Seeking Alpha’s roundup of statements, announcements, and remarks that could impact markets, sectors, or individual stocks.

  • Paramount Skydance (PSKY) CEO David Ellison said that his company plans to “finish what we started” with its launch of a hostile takeover bid for Warner Bros. Discovery (WBD).

“We’re really here to finish what we started,” Ellison told CNBC on Monday. “We put the company in play.”

Paramount submitted three separate bids for WBD before the company opened up a formal sales process. WBD announced last week that it had accepted a takeover bid from Netflix (NFLX) of $27.75 in cash and stock for its streaming and studio assets and will proceed with plans to spin out its TV and cable stations as a separate company. Comcast (CMCSA) had also bid on the company.

In its latest move, Paramount plans to go to directly to WBD shareholders with a $30 per share offer for the entire company, CNBC said.

“We’re sitting on Wall Street, where cash is still king. We are offering shareholders $17.6 billion more cash than the deal they currently have signed up with Netflix, and we believe when they see what it is currently in our offer that that’s what they’ll vote for,” Ellison said.

  • Ellison also indicated that he doesn’t believe the Netflix-WBD deal would be able to pass regulatory scrutiny.

“Allowing the No. 1 streaming service to combine with the No. 3 streaming service is anticompetitive,” Ellison told CNBC on Monday.

Top streaming companies in the U.S. include Netflix (NFLX), Amazon (AMZN), Alphabet’s (GOOG) (GOOGL) YouTube, Warner Bros. Discovery (WBD), Paramount Skydance (PSKY), Disney (DIS), Apple (AAPL), and Comcast (CMCSA).

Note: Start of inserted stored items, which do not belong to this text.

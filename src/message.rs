use crate::{
    chains::{ChainType, EvmMessage, SignatureScheme, SolanaMessage},
    crypto::challenge::generate_nonce,
    error::{Result, SiwxError},
    factory::{create_message_with, MessageExtensions},
    format::{format_timestamp, parse_message, render},
    validation::validate_fields,
};
use chrono::Utc;
use serde::{Deserialize, Serialize};
use std::str::FromStr;

/// The only message version this crate understands
pub const MESSAGE_VERSION: &str = "1";

/// Structured challenge data shared by every chain
///
/// Field names follow the usual SIWE JSON shape (`chainId`, `issuedAt`, ...)
/// so request bodies can be deserialized directly.
///
/// # Example
/// ```rust
/// use siwx::MessageFields;
///
/// let fields = MessageFields::new(
///     "example.com",
///     "0x5aAeb6053F3E94C9b9A09f33669435E7Ef1BeAed",
///     "https://example.com/login",
///     1,
/// )
/// .with_statement("Sign in to Example")
/// .with_nonce("abcdefgh12");
/// assert_eq!(fields.version, "1");
/// ```
#[derive(Debug, Clone, PartialEq, Eq, Serialize, Deserialize)]
#[serde(rename_all = "camelCase", deny_unknown_fields)]
pub struct MessageFields {
    /// RFC 3986 authority requesting the sign-in
    pub domain: String,
    /// Chain-specific account identifier
    pub address: String,
    #[serde(default, skip_serializing_if = "Option::is_none")]
    pub statement: Option<String>,
    pub uri: String,
    pub version: String,
    pub chain_id: i64,
    /// Generated on finalization when absent
    #[serde(default, skip_serializing_if = "Option::is_none")]
    pub nonce: Option<String>,
    /// Set to the current time on finalization when absent
    #[serde(default, skip_serializing_if = "Option::is_none")]
    pub issued_at: Option<String>,
    #[serde(default, skip_serializing_if = "Option::is_none")]
    pub expiration_time: Option<String>,
    #[serde(default, skip_serializing_if = "Option::is_none")]
    pub not_before: Option<String>,
    #[serde(default, skip_serializing_if = "Option::is_none")]
    pub request_id: Option<String>,
    #[serde(default, skip_serializing_if = "Option::is_none")]
    pub resources: Option<Vec<String>>,
}

impl MessageFields {
    /// Required fields only, version `1`
    pub fn new(
        domain: impl Into<String>,
        address: impl Into<String>,
        uri: impl Into<String>,
        chain_id: i64,
    ) -> Self {
        Self {
            domain: domain.into(),
            address: address.into(),
            statement: None,
            uri: uri.into(),
            version: MESSAGE_VERSION.to_string(),
            chain_id,
            nonce: None,
            issued_at: None,
            expiration_time: None,
            not_before: None,
            request_id: None,
            resources: None,
        }
    }

    pub fn with_statement(mut self, statement: impl Into<String>) -> Self {
        self.statement = Some(statement.into());
        self
    }

    pub fn with_nonce(mut self, nonce: impl Into<String>) -> Self {
        self.nonce = Some(nonce.into());
        self
    }

    pub fn with_issued_at(mut self, issued_at: impl Into<String>) -> Self {
        self.issued_at = Some(issued_at.into());
        self
    }

    pub fn with_expiration_time(mut self, expiration_time: impl Into<String>) -> Self {
        self.expiration_time = Some(expiration_time.into());
        self
    }

    pub fn with_not_before(mut self, not_before: impl Into<String>) -> Self {
        self.not_before = Some(not_before.into());
        self
    }

    pub fn with_request_id(mut self, request_id: impl Into<String>) -> Self {
        self.request_id = Some(request_id.into());
        self
    }

    pub fn with_resources<I, S>(mut self, resources: I) -> Self
    where
        I: IntoIterator<Item = S>,
        S: Into<String>,
    {
        self.resources = Some(resources.into_iter().map(Into::into).collect());
        self
    }

    /// Whether `nonce` and `issued_at` are both populated
    pub fn is_finalized(&self) -> bool {
        is_set(&self.nonce) && is_set(&self.issued_at)
    }

    /// Fill in a generated `nonce` and the current `issued_at` if missing
    ///
    /// Values already present are never replaced, so calling this again is
    /// a no-op and the serialized text stays stable.
    pub fn finalize(&mut self) {
        if !is_set(&self.nonce) {
            self.nonce = Some(generate_nonce());
        }
        if !is_set(&self.issued_at) {
            self.issued_at = Some(format_timestamp(Utc::now()));
        }
    }
}

fn is_set(value: &Option<String>) -> bool {
    value.as_deref().is_some_and(|v| !v.is_empty())
}

/// A Sign-In-With-X message for one of the supported chains
///
/// Built by [`create_message`](crate::factory::create_message) or parsed
/// from its canonical text. Every variant offers the same capabilities:
/// field accessors, [`to_message`](Message::to_message),
/// [`prepare_message`](Message::prepare_message),
/// [`validate`](Message::validate) and [`verify`](Message::verify).
#[derive(Debug, Clone, PartialEq, Eq)]
pub enum Message {
    Solana(SolanaMessage),
    Evm(EvmMessage),
}

impl Message {
    pub fn chain_type(&self) -> ChainType {
        match self {
            Message::Solana(_) => ChainType::Solana,
            Message::Evm(_) => ChainType::Evm,
        }
    }

    pub fn fields(&self) -> &MessageFields {
        match self {
            Message::Solana(message) => &message.fields,
            Message::Evm(message) => &message.fields,
        }
    }

    fn fields_mut(&mut self) -> &mut MessageFields {
        match self {
            Message::Solana(message) => &mut message.fields,
            Message::Evm(message) => &mut message.fields,
        }
    }

    pub(crate) fn scheme(&self) -> &dyn SignatureScheme {
        match self {
            Message::Solana(message) => message,
            Message::Evm(message) => message,
        }
    }

    pub fn domain(&self) -> &str {
        &self.fields().domain
    }

    pub fn address(&self) -> &str {
        &self.fields().address
    }

    pub fn statement(&self) -> Option<&str> {
        self.fields().statement.as_deref()
    }

    pub fn uri(&self) -> &str {
        &self.fields().uri
    }

    pub fn version(&self) -> &str {
        &self.fields().version
    }

    pub fn chain_id(&self) -> i64 {
        self.fields().chain_id
    }

    pub fn nonce(&self) -> Option<&str> {
        self.fields().nonce.as_deref()
    }

    pub fn issued_at(&self) -> Option<&str> {
        self.fields().issued_at.as_deref()
    }

    pub fn expiration_time(&self) -> Option<&str> {
        self.fields().expiration_time.as_deref()
    }

    pub fn not_before(&self) -> Option<&str> {
        self.fields().not_before.as_deref()
    }

    pub fn request_id(&self) -> Option<&str> {
        self.fields().request_id.as_deref()
    }

    pub fn resources(&self) -> Option<&[String]> {
        self.fields().resources.as_deref()
    }

    pub fn allow_off_curve(&self) -> bool {
        self.scheme().allow_off_curve()
    }

    /// Set the Solana off-curve switch; other chains are returned unchanged
    pub fn with_allow_off_curve(self, allow_off_curve: bool) -> Self {
        match self {
            Message::Solana(message) => {
                Message::Solana(message.with_allow_off_curve(allow_off_curve))
            }
            other => other,
        }
    }

    /// See [`MessageFields::finalize`]
    pub fn finalize(&mut self) {
        self.fields_mut().finalize();
    }

    /// Run the field validator over this message
    pub fn validate_fields(&self) -> Result<()> {
        validate_fields(self.fields(), self.scheme())
    }

    /// Finalize, validate and render the canonical text to sign
    ///
    /// The first call may generate `nonce` and `issued_at`; later calls
    /// reuse them and return the same text.
    ///
    /// # Errors
    /// Any field validation error, see [`validate_fields`].
    pub fn to_message(&mut self) -> Result<String> {
        self.finalize();
        self.canonical_text()
    }

    /// Version-dispatching form of [`to_message`](Message::to_message)
    pub fn prepare_message(&mut self) -> Result<String> {
        match self.version() {
            MESSAGE_VERSION => self.to_message(),
            // Validation rejects other versions; no alternative layout exists yet.
            _ => self.to_message(),
        }
    }

    /// Validate and render without finalizing
    pub(crate) fn canonical_text(&self) -> Result<String> {
        self.validate_fields()?;
        render(self.fields(), self.scheme().chain_name())
    }
}

impl Message {
    /// Parse and validate canonical text, applying construction extensions
    ///
    /// Extensions are not part of the text; a Solana message with an
    /// off-curve address only parses when `allow_off_curve` is set here.
    pub fn parse_with(text: &str, extensions: MessageExtensions) -> Result<Self> {
        let (chain_type, fields) = parse_message(text)?;
        let message = create_message_with(fields, chain_type, extensions);
        message.validate_fields()?;
        Ok(message)
    }
}

impl FromStr for Message {
    type Err = SiwxError;

    /// Parse and validate the canonical text of a message
    fn from_str(text: &str) -> Result<Self> {
        Self::parse_with(text, MessageExtensions::default())
    }
}
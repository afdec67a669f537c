//! Verification of signed messages.
//!
//! [`Message::verify`] runs an ordered list of checks and stops at the first
//! failure:
//!
//! 1. `params.message`, when given, matches the message being verified
//! 2. domain binding
//! 3. nonce binding
//! 4. expiration against the check time (`params.time` or now)
//! 5. not-before against the check time
//! 6. field validation and canonical re-serialization
//! 7. the chain's signature primitive, then the fallback if one is set
//!
//! Whether a failure comes back as `Err(VerifyError)` or as a failed
//! [`VerifyOutcome`] is decided once, from `suppress_exceptions`.

use crate::{
    config::{invalid_keys, Provider, VerifyOpts},
    error::{Result, SiwxError, VerifyError},
    format::{format_timestamp, non_empty, parse_timestamp},
    message::{Message, MessageFields},
};
use async_trait::async_trait;
use chrono::Utc;
use serde::{Deserialize, Serialize};
use serde_json::Value;
use tracing::{debug, warn};

/// Keys accepted by [`VerifyParams::from_json`]
pub const VERIFY_PARAMS_KEYS: [&str; 5] = ["signature", "domain", "nonce", "time", "message"];

/// Inputs binding a signature to the verifier's context
///
/// # Example
/// ```rust
/// use siwx::VerifyParams;
///
/// let params = VerifyParams::new("5Hx...signature")
///     .with_domain("example.com")
///     .with_nonce("abcdefgh12");
/// assert_eq!(params.time, None);
/// ```
#[derive(Debug, Clone, Default, PartialEq, Eq, Serialize, Deserialize)]
#[serde(deny_unknown_fields)]
pub struct VerifyParams {
    /// Signature in the chain's encoding (base58 for Solana, `0x`-hex for EVM)
    pub signature: String,
    /// Expected domain
    #[serde(default, skip_serializing_if = "Option::is_none")]
    pub domain: Option<String>,
    /// Expected nonce
    #[serde(default, skip_serializing_if = "Option::is_none")]
    pub nonce: Option<String>,
    /// RFC 3339 instant to treat as "now"
    #[serde(default, skip_serializing_if = "Option::is_none")]
    pub time: Option<String>,
    /// Fields of the message being verified, if the caller echoes them
    #[serde(default, skip_serializing_if = "Option::is_none")]
    pub message: Option<MessageFields>,
}

impl VerifyParams {
    pub fn new(signature: impl Into<String>) -> Self {
        Self {
            signature: signature.into(),
            ..Self::default()
        }
    }

    pub fn with_domain(mut self, domain: impl Into<String>) -> Self {
        self.domain = Some(domain.into());
        self
    }

    pub fn with_nonce(mut self, nonce: impl Into<String>) -> Self {
        self.nonce = Some(nonce.into());
        self
    }

    pub fn with_time(mut self, time: impl Into<String>) -> Self {
        self.time = Some(time.into());
        self
    }

    pub fn with_message(mut self, message: MessageFields) -> Self {
        self.message = Some(message);
        self
    }

    /// Build params from a JSON object, rejecting unknown keys
    ///
    /// # Errors
    /// - `InvalidParamShape` - not an object, or unknown keys present
    /// - `UnableToParse` - a known key holds a value of the wrong shape
    pub fn from_json(value: &Value) -> Result<Self> {
        let object = value.as_object().ok_or_else(|| {
            SiwxError::InvalidParamShape("VerifyParams must be an object".to_string())
        })?;

        let invalid = invalid_keys(object, &VERIFY_PARAMS_KEYS);
        if !invalid.is_empty() {
            return Err(SiwxError::InvalidParamShape(format!(
                "{} is/are not valid key(s) for VerifyParams.",
                invalid.join(", ")
            )));
        }

        serde_json::from_value(value.clone())
            .map_err(|e| SiwxError::UnableToParse(format!("Invalid VerifyParams: {}", e)))
    }
}

/// Result of a verification
///
/// `data` is always the message that was verified, whatever the outcome.
#[derive(Debug, Clone, PartialEq)]
pub struct VerifyOutcome {
    pub success: bool,
    pub data: Message,
    pub error: Option<SiwxError>,
}

impl VerifyOutcome {
    pub fn success(data: Message) -> Self {
        Self {
            success: true,
            data,
            error: None,
        }
    }

    pub fn failure(data: Message, error: SiwxError) -> Self {
        Self {
            success: false,
            data,
            error: Some(error),
        }
    }
}

/// Second chance for signatures the chain primitive cannot check
///
/// Typical use is EIP-1271: a contract wallet's signature does not recover
/// to its address, so the fallback asks the contract through the
/// [`Provider`] in `opts`. Whatever the fallback returns is the final
/// result of the verification.
#[async_trait]
pub trait VerificationFallback: Send + Sync {
    /// `primary` is the failure of the primary signature check
    async fn verify(
        &self,
        params: &VerifyParams,
        opts: &VerifyOpts,
        message: &Message,
        primary: &SiwxError,
    ) -> Result<VerifyOutcome>;
}

impl Message {
    /// Verify a signature over this message
    ///
    /// Verification works on a finalized copy; the receiver is never
    /// modified. A message that was never serialized gets a fresh nonce in
    /// that copy and will therefore not match any signature.
    ///
    /// # Arguments
    /// * `params` - Signature plus the expected domain, nonce and time
    /// * `opts` - Provider, fallback and error policy; `None` for defaults
    ///
    /// # Returns
    /// * `Ok(VerifyOutcome)` - Success, a fallback verdict, or any failure
    ///   when `suppress_exceptions` is set
    /// * `Err(VerifyError)` - The first failed check, carrying the message
    ///
    /// # Example
    /// ```rust
    /// use siwx::{create_message, ChainType, MessageFields, VerifyOpts, VerifyParams};
    ///
    /// # tokio_test_block(async {
    /// let fields = MessageFields::new(
    ///     "example.com",
    ///     "0x5aAeb6053F3E94C9b9A09f33669435E7Ef1BeAed",
    ///     "https://example.com",
    ///     1,
    /// )
    /// .with_nonce("abcdefgh12");
    /// let mut message = create_message(fields, ChainType::Evm);
    /// let _text = message.prepare_message().unwrap();
    ///
    /// let params = VerifyParams::new("0x00").with_domain("other.com");
    /// let opts = VerifyOpts::default().suppress_exceptions(true);
    /// let outcome = message.verify(&params, Some(&opts)).await.unwrap();
    /// assert!(!outcome.success);
    /// # });
    /// # fn tokio_test_block<F: std::future::Future>(f: F) -> F::Output {
    /// #     tokio::runtime::Builder::new_current_thread().build().unwrap().block_on(f)
    /// # }
    /// ```
    pub async fn verify(
        &self,
        params: &VerifyParams,
        opts: Option<&VerifyOpts>,
    ) -> std::result::Result<VerifyOutcome, VerifyError> {
        let default_opts = VerifyOpts::default();
        let opts = opts.unwrap_or(&default_opts);

        let mut message = self.clone();
        message.finalize();

        let result = run_checks(&message, params, opts).await;
        settle(result, message, opts)
    }

    /// [`verify`](Message::verify) with params taken from a JSON object
    ///
    /// Shape errors in `params` follow the same error policy as every other
    /// failed check.
    pub async fn verify_json(
        &self,
        params: &Value,
        opts: Option<&VerifyOpts>,
    ) -> std::result::Result<VerifyOutcome, VerifyError> {
        match VerifyParams::from_json(params) {
            Ok(params) => self.verify(&params, opts).await,
            Err(error) => {
                debug!(%error, "rejecting verify params");
                let default_opts = VerifyOpts::default();
                settle(Err(error), self.clone(), opts.unwrap_or(&default_opts))
            }
        }
    }

    /// Check `signature` and return the verified message
    ///
    /// Runs [`verify`](Message::verify) with no bindings beyond the time
    /// window and with `provider` passed along.
    pub async fn validate(
        &self,
        signature: &str,
        provider: Option<Provider>,
    ) -> std::result::Result<Message, VerifyError> {
        let params = VerifyParams::new(signature);
        let opts = VerifyOpts {
            provider,
            ..VerifyOpts::default()
        };

        let outcome = self.verify(&params, Some(&opts)).await?;
        if outcome.success {
            Ok(outcome.data)
        } else {
            let error = outcome.error.unwrap_or_else(|| {
                SiwxError::InvalidSignature("verification did not succeed".to_string())
            });
            Err(VerifyError::new(error, outcome.data))
        }
    }
}

fn settle(
    result: Result<VerifyOutcome>,
    message: Message,
    opts: &VerifyOpts,
) -> std::result::Result<VerifyOutcome, VerifyError> {
    match result {
        Ok(outcome) => Ok(outcome),
        Err(error) if opts.suppress_exceptions => Ok(VerifyOutcome::failure(message, error)),
        Err(error) => Err(VerifyError::new(error, message)),
    }
}

async fn run_checks(
    message: &Message,
    params: &VerifyParams,
    opts: &VerifyOpts,
) -> Result<VerifyOutcome> {
    let fields = message.fields();

    if let Some(expected) = &params.message {
        if expected != fields {
            debug!(domain = %fields.domain, "verify params carry a different message");
            return Err(SiwxError::InvalidParamShape(
                "message does not match the message being verified".to_string(),
            ));
        }
    }

    if let Some(domain) = non_empty(&params.domain) {
        if domain != fields.domain {
            debug!(expected = %domain, received = %fields.domain, "domain binding failed");
            return Err(SiwxError::DomainMismatch {
                expected: domain.to_string(),
                received: fields.domain.clone(),
            });
        }
    }

    if let Some(nonce) = non_empty(&params.nonce) {
        let received = fields.nonce.as_deref().unwrap_or_default();
        if nonce != received {
            debug!(expected = %nonce, received, "nonce binding failed");
            return Err(SiwxError::NonceMismatch {
                expected: nonce.to_string(),
                received: received.to_string(),
            });
        }
    }

    let check_time = match non_empty(&params.time) {
        Some(time) => parse_timestamp("time", time)?,
        None => Utc::now(),
    };
    let now = format_timestamp(check_time);

    if let Some(expiration_time) = non_empty(&fields.expiration_time) {
        let expiration = parse_timestamp("expiration_time", expiration_time)?;
        if check_time >= expiration {
            let expiration = format_timestamp(expiration);
            debug!(%now, %expiration, "message expired");
            return Err(SiwxError::ExpiredMessage {
                expected: format!("{now} < {expiration}"),
                received: format!("{now} >= {expiration}"),
            });
        }
    }

    if let Some(not_before) = non_empty(&fields.not_before) {
        let not_before = parse_timestamp("not_before", not_before)?;
        if check_time < not_before {
            let not_before = format_timestamp(not_before);
            debug!(%now, %not_before, "message not yet valid");
            return Err(SiwxError::NotYetValidMessage {
                expected: format!("{now} >= {not_before}"),
                received: format!("{now} < {not_before}"),
            });
        }
    }

    let text = message.canonical_text()?;

    let primary = message
        .scheme()
        .verify_signature(text.as_bytes(), &params.signature, &fields.address);
    let primary_error = match primary {
        Ok(true) => return Ok(VerifyOutcome::success(message.clone())),
        Ok(false) => SiwxError::InvalidSignature(format!(
            "signature was not produced by {}",
            fields.address
        )),
        Err(SiwxError::InvalidSignature(reason)) => {
            warn!(%reason, chain = %message.chain_type(), "signature check errored");
            SiwxError::InvalidSignature(reason)
        }
        Err(other) => {
            warn!(error = %other, chain = %message.chain_type(), "signature check errored");
            SiwxError::InvalidSignature(other.to_string())
        }
    };

    match &opts.verification_fallback {
        Some(fallback) => {
            debug!(error = %primary_error, "primary signature check failed, running fallback");
            fallback.verify(params, opts, message, &primary_error).await
        }
        None => Err(primary_error),
    }
}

  • Meanwhile, President Trump said he plans to get involved in the review process for the merger, adding the Netflix deal “could be a problem” due to Netflix’s massive footprint in the streaming market.

“They have a very big market share,” Trump told reporters on Sunday, according to CNBC. “And when they have Warner Brothers, you know, that share goes up a lot.”

Despite his apparent reservations about the deal, Trump went on to praise Netflix CEO Ted Sarandos.

“He’s a great person,” Trump told reporters. “He’s done one of the greatest jobs in the history of movies and other things, and he’s got a lot of interesting things happening, aside from what you’re talking about.”

  • Comcast (CMCSA) President Mike Cavanagh said his company’s bid for WBD had been light on cash because it didn’t want to strain its balance sheet.

“We are not interested in stressing the Comcast balance sheet,” Cavanagh said Monday during a UBS conference, according to CNBC. “As a result, that meant our proposal was light, relative to other proposals from what I gather, on cash.”

Cavanaugh said Comcast’s bid included “a significant chunk of equity in a combined entertainment company” that would have merged NBC Universal and WDB’s studios and HBO Max into a publicly traded entity controlled by Comcast.

“We respect and understand the decision of the Warner Brothers board to obviously prefer the certainty of high levels of cash or collared stock,” Cavanagh added.